For what it’s worth, here’s all the tweet action today, with some links added.

  1. I’m going to read page 1 of Ulysses now. I’ll give myself 1 hr to finish. I’m starting with 16 followers in twtr. Will probably end with 2. [12:17 pm] 
  2. Have to find a copy online first. Had to loan gfriend my copy since I lost hers. No idea what happened. This whole thing has me frazzled. [12:20 pm] 
  3. Alright. Here we go, (deep breath) “Robert Langdon awoke slowly.” Wha?! Hey, that’s not right. [12:25 pm] 
  4. Now here we go.

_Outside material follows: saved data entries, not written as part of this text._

impl ExportCase {
    fn ensure_created(&self) -> DomainResult<()> {
        if !self.created {
            return Err(DomainError::not_found(format!("case {}", self.id)));
        }
        Ok(())
    }

    fn ensure_case_id(&self, case_id: CaseId) -> DomainResult<()> {
        if self.id != case_id {
            return Err(DomainError::validation("case_id mismatch"));
        }
        Ok(())
    }

    fn ensure_not_delivered(&self) -> DomainResult<()> {
        if self.is_terminal() {
            return Err(DomainError::invalid_transition(format!(
                "case is {} and can no longer change",
                self.stage
            )));
        }
        Ok(())
    }

    fn handle_register(&self, cmd: &RegisterCase) -> DomainResult<Vec<CaseEvent>> {
        if self.created {
            return Err(DomainError::invalid_transition("case is already registered"));
        }

        let vehicle = cmd.vehicle.clone().normalized(cmd.occurred_at.year())?;
        let buyer = cmd.buyer.clone().normalized()?;

        let reference = match &cmd.registration_reference {
            Some(r) => non_blank(r, "registration reference")?,
            None => format!("vin:{}", vehicle.vin),
        };

        Ok(vec![CaseEvent::CaseRegistered(CaseRegistered {
            case_id: cmd.case_id,
            vehicle,
            buyer,
            registration: DocumentRecord {
                kind: DocumentKind::Registration,
                stage: Stage::Registered,
                reference,
                recorded_at: cmd.occurred_at,
            },
            occurred_at: cmd.occurred_at,
        })])
    }

    fn handle_transition(&self, cmd: &TransitionCase) -> DomainResult<Vec<CaseEvent>> {
        self.ensure_created()?;
        self.ensure_case_id(cmd.case_id)?;
        cmd.expected_version.check(self.version)?;

        match &cmd.action {
            Action::AdminOverride { target, note } => self.decide_override(cmd, *target, note),
            action => self.decide_gated(cmd, action),
        }
    }

    /// Advance / reject / request modification, in the order:
    /// legal from here → role → documents → slot.
    fn decide_gated(&self, cmd: &TransitionCase, action: &Action) -> DomainResult<Vec<CaseEvent>> {
        let spec = self.stage.spec();

        let (target, reason) = match action {
            Action::Advance => {
                let target = spec.advance_to.ok_or_else(|| {
                    DomainError::invalid_transition(format!("no stage follows {}", self.stage))
                })?;
                (target, None)
            }
            Action::Reject { reason: text } | Action::RequestModification { notes: text } => {
                let target = spec.review_to.ok_or_else(|| {
                    DomainError::invalid_transition(format!(
                        "{} is not possible from {}",
                        action.name(),
                        self.stage
                    ))
                })?;
                (target, Some(text.as_str()))
            }
            Action::AdminOverride { .. } => {
                return Err(DomainError::invalid_transition("override takes a separate path"));
            }
        };

        let role = cmd.actor.role;
        if role == ActorRole::Observer {
            return Err(DomainError::unauthorized(
                "observers can only change a case through an admin override",
            ));
        }
        let required = target.spec().actor;
        if role != required {
            return Err(DomainError::unauthorized(format!(
                "{role} cannot move a case into {target}; {required} owns that step"
            )));
        }

        let note = match reason {
            Some(text) => Some(non_blank(text, "reason")?),
            None => optional_note(&cmd.evidence),
        };

        let mut documents = self.incoming_documents(cmd, target)?;
        if reason.is_some() && !self.documents.has(DocumentKind::RejectionReason) {
            documents.push(DocumentRecord {
                kind: DocumentKind::RejectionReason,
                stage: target,
                reference: format!("audit:{}", cmd.entry_id),
                recorded_at: cmd.occurred_at,
            });
        }

        let incoming: BTreeSet<DocumentKind> = documents.iter().map(|d| d.kind).collect();
        let missing = self.documents.missing_for(target, &incoming);
        if !missing.is_empty() {
            return Err(DomainError::missing_documents(
                missing.iter().map(DocumentKind::as_str),
            ));
        }

        if let Some(slot) = target.spec().slot {
            let bound = self
                .assignments
                .get(slot)
                .ok_or_else(|| DomainError::SlotUnassigned(slot.to_string()))?;
            if let Some(company) = cmd.actor.company_id {
                if company != bound {
                    return Err(DomainError::unauthorized(format!(
                        "company {company} is not the {slot} company on this case"
                    )));
                }
            }
        }

        Ok(vec![self.transitioned(cmd, target, action.decision(), note, documents)])
    }

    fn decide_override(
        &self,
        cmd: &TransitionCase,
        target: Stage,
        note: &str,
    ) -> DomainResult<Vec<CaseEvent>> {
        if cmd.actor.role != ActorRole::Observer {
            return Err(DomainError::unauthorized("only observers may override a stage"));
        }
        let note = non_blank(note, "override note")?;
        if target == self.stage {
            return Err(DomainError::invalid_transition(format!(
                "case is already in {target}"
            )));
        }

        let documents = self.incoming_documents(cmd, target)?;
        Ok(vec![self.transitioned(cmd, target, Decision::Force, Some(note), documents)])
    }

    /// Evidence documents not yet tracked, first occurrence per kind.
    fn incoming_documents(
        &self,
        cmd: &TransitionCase,
        target: Stage,
    ) -> DomainResult<Vec<DocumentRecord>> {
        let mut seen = BTreeSet::new();
        let mut out = Vec::new();

        for doc in &cmd.evidence.new_documents {
            let reference = non_blank(&doc.reference, "document reference")?;
            if self.documents.has(doc.kind) || !seen.insert(doc.kind) {
                continue;
            }
            out.push(DocumentRecord {
                kind: doc.kind,
                stage: target,
                reference,
                recorded_at: cmd.occurred_at,
            });
        }

        Ok(out)
    }

    fn transitioned(
        &self,
        cmd: &TransitionCase,
        to: Stage,
        decision: Decision,
        note: Option<String>,
        documents: Vec<DocumentRecord>,
    ) -> CaseEvent {
        CaseEvent::CaseTransitioned(CaseTransitioned {
            case_id: cmd.case_id,
            entry_id: cmd.entry_id,
            from: self.stage,
            to,
            actor_role: cmd.actor.role,
            decision,
            note,
            documents,
            version: self.version + 1,
            occurred_at: cmd.occurred_at,
        })
    }

    fn handle_record_document(&self, cmd: &RecordDocument) -> DomainResult<Vec<CaseEvent>> {
        self.ensure_created()?;
        self.ensure_case_id(cmd.case_id)?;

        if cmd.actor.role == ActorRole::Observer {
            return Err(DomainError::unauthorized("observers cannot record documents"));
        }
        let reference = non_blank(&cmd.reference, "document reference")?;

        if self.documents.has(cmd.kind) {
            return Ok(vec![]);
        }

        Ok(vec![CaseEvent::DocumentRecorded(DocumentRecorded {
            case_id: cmd.case_id,
            actor_role: cmd.actor.role,
            document: DocumentRecord {
                kind: cmd.kind,
                stage: self.stage,
                reference,
                recorded_at: cmd.occurred_at,
            },
            occurred_at: cmd.occurred_at,
        })])
    }

    fn ensure_may_assign(&self, actor: &Actor) -> DomainResult<()> {
        if !matches!(actor.role, ActorRole::Exporter | ActorRole::Observer) {
            return Err(DomainError::unauthorized(format!(
                "{} cannot assign companies",
                actor.role
            )));
        }
        Ok(())
    }

    fn handle_assign(&self, cmd: &AssignCompany) -> DomainResult<Vec<CaseEvent>> {
        self.ensure_created()?;
        self.ensure_case_id(cmd.case_id)?;
        self.ensure_may_assign(&cmd.actor)?;
        self.ensure_not_delivered()?;

        let change = check_assign(&self.assignments, cmd.slot, &cmd.company)?;

        Ok(vec![CaseEvent::CompanyAssigned(CompanyAssigned {
            case_id: cmd.case_id,
            entry_id: cmd.entry_id,
            actor_role: cmd.actor.role,
            change,
            occurred_at: cmd.occurred_at,
        })])
    }

    fn handle_reassign(&self, cmd: &ReassignCompany) -> DomainResult<Vec<CaseEvent>> {
        self.ensure_created()?;
        self.ensure_case_id(cmd.case_id)?;
        self.ensure_may_assign(&cmd.actor)?;
        self.ensure_not_delivered()?;

        let change = check_reassign(&self.assignments, cmd.slot, &cmd.company, &cmd.reason)?;

        Ok(vec![CaseEvent::CompanyReassigned(CompanyReassigned {
            case_id: cmd.case_id,
            entry_id: cmd.entry_id,
            actor_role: cmd.actor.role,
            change,
            reason: cmd.reason.trim().to_string(),
            occurred_at: cmd.occurred_at,
        })])
    }
}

Starts with a big “S” in “stately” and then “plump” and that’s all for page 1! Easy. [12:32 pm] 
  5. Should read next page. Before I do, checking Don Gifford. S stands for Stephen, Subject (1st part of syllogism, there is a logical structure). [12:41 pm] 
  6. 2 other parts of the book start with a big M (Molly, middle) and P (Leo-Poldy, predicate). Medievals regarded S-M-P as the order of thought. [12:48 pm] 
  7. If S=M, and M=P, then S=P. M, the middle term drops out, combining the subject and predicate. Molly brings together Stephen and Leopold. [12:51 pm] 
  8. Moving right along to word 2…nothing on “plump”…though funny to think of someone stately and plump, I guess. Are we getting satire here? [12:53 pm] 
  9. Reading the full sentence. Buck Mulligan is coming from the stairhead with a bowl (which will become a chalice according to Don) and razor. [12:55 pm]
  10. “Yellow dressinggown, ungirdled”? Gross. Did dudes girdle? I will never finish this page. Been reading for 30 mins. Need to power thru. [12:57 pm]
  11. 1st line of dialogue, Introibo ad altare Dei means I will go up to God’s altar. Said in Catholic Mass. Like Homer, an appeal to divinity. [1:05 pm]
  12. Also, Buck is having a laugh at Catholic ritual, & poking fun at his tower-mate (they’re living in an actual tower), Stephen. [1:08 pm]
  13. He gets Stephen to the towertop, calls him Kinch & fearful Jesuit. To Don, Kinch sounds like a cutting sound. Sounds a like stupid nickname. [1:10 pm]
  14. This guy is putting a lot into his shaving ritual. Why hasn’t Gillette optioned this for a commercial. The Mach Mulligan. Ba-dum-bump! [1:15 pm]
  15. There’s our boy, Stephen Dedalus. Displeased & sleepy. But I can’t tell who has the equine face, untonsured (!?) hair, pale oak complexion. [1:18 pm]
  16. Looking it up…and not finding it. I’m 65% sure it’s Stephen with the horseface. Been at this an hour. Need to pick up the freaking pace. [1:30 pm]
  17. Back to barracks…a military command. Buck has both national and religious significance. It’s tuff to do this under 140 characters, btw. [1:41 pm]
  18. To Don, the genuine Christine is jokey reference to black mass (and not Applegate), where a woman’s body is used as an altar. Weird joke. [1:45 pm]
  19. Chrysostomos is not a sentence! Is this the narrator speaking? Word means golden-mouth, referring to Buck’s gold-capped teeth and big mouth. [1:51 pm]
  20. Who’s he’s whistling to? And what’s the current? Looking it up… [1:53 pm]
  21. No idea who whistles back. Don & the comic are no help. Current seems to be the wind, which he’s telling god to turn off. What a jokester. [1:59 pm]
  22. If the plump shadowed face=Buck, then Stephen must have the horseface! Mystery solved! Can you have just one jowl? Checking… [2:01 pm]
  23. According to Webster, jowl just means slack flesh, usually associated with cheeks, lower jaw, throat. Buck probably has a double chin. [2:02]
  24. To Don, face description suggests Pope Alex VI, corrupt Renaissance leader/arts patron (good call?). Anyways, a symbol of decadent power. [2:07 pm]
  25. Buck makes fun of Stephen’s name. Stephen=1st Christian martyr; Dedalus=ancient Greek artificer, killed his own son with the wax wing plan. [2:08 pm]
  26. Stephen still hasn’t said anything yet. Just follows Buck onto the towertop, sits on the gunrest. Is he the resting gun? I’m going nutz.  [2:10 pm]
  27. And that’s it! Read page 1 in less than 2 hours. This is going to be a breeze! [2:11 pm] 
  28. Signing off. Need to do some actual work, even though this completely exhausted me. Maybe will take a nap. I end with all 16 followers! [2:13 pm]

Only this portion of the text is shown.